### PROMPT
Filter the entries for the word "general". Copy each line that has it.

### SOURCE RECORDS
//! Constants used throughout the Guardian core crate.
//!
//! Paths, filenames, limits and fixed texts live here so the HTTP layer, the CLI and the
//! tests agree on them.

use std::time::Duration;

/// Default directory for persisted records when no explicit directory is configured.
pub const DEFAULT_DATA_DIR: &str = "guardian_data";

/// Directory name (under the data dir) for submitted health forms.
pub const HEALTH_FORMS_DIR_NAME: &str = "health_forms";

/// Directory name (under the data dir) for user accounts.
pub const ACCOUNTS_DIR_NAME: &str = "accounts";

/// Filename of a stored health form inside its sharded record directory.
pub const HEALTH_FORM_FILENAME: &str = "form.json";

/// Filename of a stored account inside its account directory.
pub const ACCOUNT_FILENAME: &str = "account.yaml";

/// Filename of the CSV export.
pub const CSV_EXPORT_FILENAME: &str = "user_data.csv";

/// Filename of the external prediction script, relative to the predictor directory.
pub const PREDICT_SCRIPT_NAME: &str = "predict.py";

/// Maximum number of bytes retained per captured predictor stream (stdout and stderr each).
pub const MAX_CAPTURE_BYTES: usize = 200 * 1024;

/// Default wall-clock budget for one predictor run.
pub const DEFAULT_PREDICT_TIMEOUT: Duration = Duration::from_millis(15_000);

/// Default request timeout for calls to the conversational-AI service.
pub const DEFAULT_UPSTREAM_TIMEOUT: Duration = Duration::from_secs(30);

/// Default chat completion model.
pub const DEFAULT_CHAT_MODEL: &str = "gpt-4o-mini";

/// Default base URL of the conversational-AI service.
pub const DEFAULT_OPENAI_BASE_URL: &str = "https://api.openai.com/v1";

/// Moderation model used for the content-safety pre-check.
pub const MODERATION_MODEL: &str = "omni-moderation-latest";

/// Maximum number of characters of conversation sent to moderation.
pub const MODERATION_INPUT_LIMIT: usize = 3000;

/// Completion parameters.
pub const CHAT_MAX_TOKENS: u32 = 700;
pub const CHAT_TEMPERATURE: f32 = 0.2;

/// Soft refusal returned when a chat message is not health related.
pub const OFF_TOPIC_REPLY: &str =
    "I only provide general health information — please ask a health-related question.";

/// System prompt placed in front of every completion request.
pub const GUARDIAN_SYSTEM_PROMPT: &str = r#"You are a concise, careful, evidence-informed medical-information assistant called "Guardian".
- Only answer QUESTIONS DIRECTLY RELATED TO HEALTH, SYMPTOMS, PREVENTION, OR NEXT STEPS.
- If the user asks anything NOT ABOUT HEALTH, refuse in one short sentence: "I only provide general health information — please ask a health-related question."
- Do NOT provide definitive diagnoses or prescribe medications.
- For urgent or red-flag symptoms (difficulty breathing, chest pain, fainting, severe bleeding), clearly advise to seek immediate emergency care.
- Keep replies concise and end with: "This is educational information only.""#;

### REPLY TO THE TASK
    "I only provide general health information — please ask a health-related question.";
- If the user asks anything NOT ABOUT HEALTH, refuse in one short sentence: "I only provide general health information — please ask a health-related question."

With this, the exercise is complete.